==== Supplied material

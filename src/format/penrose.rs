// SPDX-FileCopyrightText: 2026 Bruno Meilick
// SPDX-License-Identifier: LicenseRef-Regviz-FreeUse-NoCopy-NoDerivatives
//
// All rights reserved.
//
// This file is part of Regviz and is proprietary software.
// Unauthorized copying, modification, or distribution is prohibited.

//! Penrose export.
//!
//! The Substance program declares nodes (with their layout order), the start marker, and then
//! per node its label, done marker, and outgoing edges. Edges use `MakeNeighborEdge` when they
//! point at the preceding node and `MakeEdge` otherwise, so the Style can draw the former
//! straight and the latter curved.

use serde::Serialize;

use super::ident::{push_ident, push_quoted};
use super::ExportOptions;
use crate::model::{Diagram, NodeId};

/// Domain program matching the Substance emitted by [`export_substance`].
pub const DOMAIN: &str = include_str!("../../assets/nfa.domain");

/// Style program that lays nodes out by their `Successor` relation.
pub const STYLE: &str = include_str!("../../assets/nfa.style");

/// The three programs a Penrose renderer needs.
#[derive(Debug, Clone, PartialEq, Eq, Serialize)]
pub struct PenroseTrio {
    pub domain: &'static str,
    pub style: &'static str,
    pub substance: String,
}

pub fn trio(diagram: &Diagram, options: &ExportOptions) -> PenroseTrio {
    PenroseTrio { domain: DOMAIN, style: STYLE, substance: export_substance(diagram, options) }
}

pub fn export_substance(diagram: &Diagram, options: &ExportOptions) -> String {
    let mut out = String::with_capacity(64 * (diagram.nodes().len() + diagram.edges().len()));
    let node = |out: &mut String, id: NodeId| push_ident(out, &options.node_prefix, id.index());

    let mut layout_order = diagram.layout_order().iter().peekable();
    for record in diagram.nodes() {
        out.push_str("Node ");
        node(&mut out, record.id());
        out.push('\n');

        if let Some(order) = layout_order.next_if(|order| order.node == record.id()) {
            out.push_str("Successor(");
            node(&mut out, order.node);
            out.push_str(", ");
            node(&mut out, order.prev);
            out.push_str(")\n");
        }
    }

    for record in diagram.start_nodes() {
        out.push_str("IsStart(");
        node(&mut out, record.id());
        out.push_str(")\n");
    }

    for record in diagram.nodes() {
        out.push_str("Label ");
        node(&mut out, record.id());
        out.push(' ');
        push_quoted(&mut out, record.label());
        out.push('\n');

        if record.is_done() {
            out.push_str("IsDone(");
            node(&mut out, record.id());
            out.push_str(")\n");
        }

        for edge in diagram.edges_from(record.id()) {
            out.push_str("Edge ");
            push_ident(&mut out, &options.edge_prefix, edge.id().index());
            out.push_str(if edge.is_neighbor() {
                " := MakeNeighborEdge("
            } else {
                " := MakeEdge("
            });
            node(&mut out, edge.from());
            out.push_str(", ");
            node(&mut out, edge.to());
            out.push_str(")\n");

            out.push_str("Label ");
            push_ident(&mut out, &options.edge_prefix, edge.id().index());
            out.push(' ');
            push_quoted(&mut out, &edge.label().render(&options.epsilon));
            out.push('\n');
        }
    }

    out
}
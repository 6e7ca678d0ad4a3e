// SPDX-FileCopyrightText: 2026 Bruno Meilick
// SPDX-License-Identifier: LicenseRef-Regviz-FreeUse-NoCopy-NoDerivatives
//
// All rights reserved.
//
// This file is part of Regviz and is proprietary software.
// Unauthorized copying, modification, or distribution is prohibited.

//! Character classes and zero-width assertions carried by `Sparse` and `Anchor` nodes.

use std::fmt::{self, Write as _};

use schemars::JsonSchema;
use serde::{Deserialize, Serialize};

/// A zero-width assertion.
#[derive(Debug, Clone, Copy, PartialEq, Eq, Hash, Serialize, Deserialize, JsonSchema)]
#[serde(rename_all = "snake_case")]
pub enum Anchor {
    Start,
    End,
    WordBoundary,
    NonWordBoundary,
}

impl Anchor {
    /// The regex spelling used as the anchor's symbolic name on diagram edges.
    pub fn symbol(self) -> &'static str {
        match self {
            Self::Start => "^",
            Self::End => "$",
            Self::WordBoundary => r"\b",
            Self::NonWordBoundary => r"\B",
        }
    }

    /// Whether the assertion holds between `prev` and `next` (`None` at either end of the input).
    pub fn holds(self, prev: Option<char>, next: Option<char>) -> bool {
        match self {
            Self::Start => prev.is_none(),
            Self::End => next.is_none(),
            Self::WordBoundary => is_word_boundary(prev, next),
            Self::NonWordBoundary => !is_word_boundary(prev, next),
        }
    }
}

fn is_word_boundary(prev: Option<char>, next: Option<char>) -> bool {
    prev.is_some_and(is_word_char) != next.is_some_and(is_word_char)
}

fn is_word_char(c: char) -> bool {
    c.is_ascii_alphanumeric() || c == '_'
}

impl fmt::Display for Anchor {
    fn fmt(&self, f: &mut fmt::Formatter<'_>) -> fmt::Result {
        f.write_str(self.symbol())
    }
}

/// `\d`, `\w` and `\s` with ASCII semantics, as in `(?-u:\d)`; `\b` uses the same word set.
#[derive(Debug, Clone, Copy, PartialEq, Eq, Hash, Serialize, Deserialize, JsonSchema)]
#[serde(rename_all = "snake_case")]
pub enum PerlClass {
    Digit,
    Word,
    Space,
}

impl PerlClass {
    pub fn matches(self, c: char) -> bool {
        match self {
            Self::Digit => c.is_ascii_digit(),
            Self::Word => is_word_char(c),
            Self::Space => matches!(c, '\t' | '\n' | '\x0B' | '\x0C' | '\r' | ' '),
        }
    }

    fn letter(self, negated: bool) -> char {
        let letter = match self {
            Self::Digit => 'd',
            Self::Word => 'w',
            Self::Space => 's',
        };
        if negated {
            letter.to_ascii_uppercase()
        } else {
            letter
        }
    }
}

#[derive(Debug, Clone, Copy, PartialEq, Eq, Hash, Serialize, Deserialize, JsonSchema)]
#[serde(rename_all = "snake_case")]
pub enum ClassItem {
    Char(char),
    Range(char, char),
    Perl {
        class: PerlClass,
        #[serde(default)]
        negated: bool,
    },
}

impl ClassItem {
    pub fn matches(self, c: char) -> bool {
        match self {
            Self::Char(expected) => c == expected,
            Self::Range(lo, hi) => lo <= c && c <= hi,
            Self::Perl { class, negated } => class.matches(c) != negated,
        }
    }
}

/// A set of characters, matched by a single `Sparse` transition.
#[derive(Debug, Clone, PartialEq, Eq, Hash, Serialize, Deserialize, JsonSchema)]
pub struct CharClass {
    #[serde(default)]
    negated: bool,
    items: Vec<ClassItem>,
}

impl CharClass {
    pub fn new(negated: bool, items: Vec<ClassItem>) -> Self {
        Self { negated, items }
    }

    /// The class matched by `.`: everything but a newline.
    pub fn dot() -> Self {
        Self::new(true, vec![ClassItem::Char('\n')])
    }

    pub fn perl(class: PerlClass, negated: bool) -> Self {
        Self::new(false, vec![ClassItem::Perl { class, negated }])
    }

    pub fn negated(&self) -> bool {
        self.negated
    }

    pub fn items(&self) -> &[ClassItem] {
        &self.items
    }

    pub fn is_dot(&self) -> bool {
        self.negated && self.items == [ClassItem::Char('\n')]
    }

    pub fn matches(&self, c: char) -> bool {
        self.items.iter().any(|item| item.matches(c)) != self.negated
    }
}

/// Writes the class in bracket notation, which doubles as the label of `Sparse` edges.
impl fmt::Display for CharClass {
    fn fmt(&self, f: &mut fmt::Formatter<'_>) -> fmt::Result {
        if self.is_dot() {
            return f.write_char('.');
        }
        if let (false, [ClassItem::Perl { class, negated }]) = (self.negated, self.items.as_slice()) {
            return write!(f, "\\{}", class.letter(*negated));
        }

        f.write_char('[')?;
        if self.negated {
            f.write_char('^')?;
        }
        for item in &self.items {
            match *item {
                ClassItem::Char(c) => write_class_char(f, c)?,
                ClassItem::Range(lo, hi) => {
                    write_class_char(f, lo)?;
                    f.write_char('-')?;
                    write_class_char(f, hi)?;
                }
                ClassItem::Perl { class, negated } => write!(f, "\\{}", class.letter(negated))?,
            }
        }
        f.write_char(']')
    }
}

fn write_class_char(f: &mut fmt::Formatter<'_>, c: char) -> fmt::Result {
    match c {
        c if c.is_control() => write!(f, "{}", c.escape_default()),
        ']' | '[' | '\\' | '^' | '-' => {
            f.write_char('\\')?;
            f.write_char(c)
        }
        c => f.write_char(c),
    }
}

========

How many of the lines above contain the word "Sparse"? Only the number should be given.

> **Finished task**
3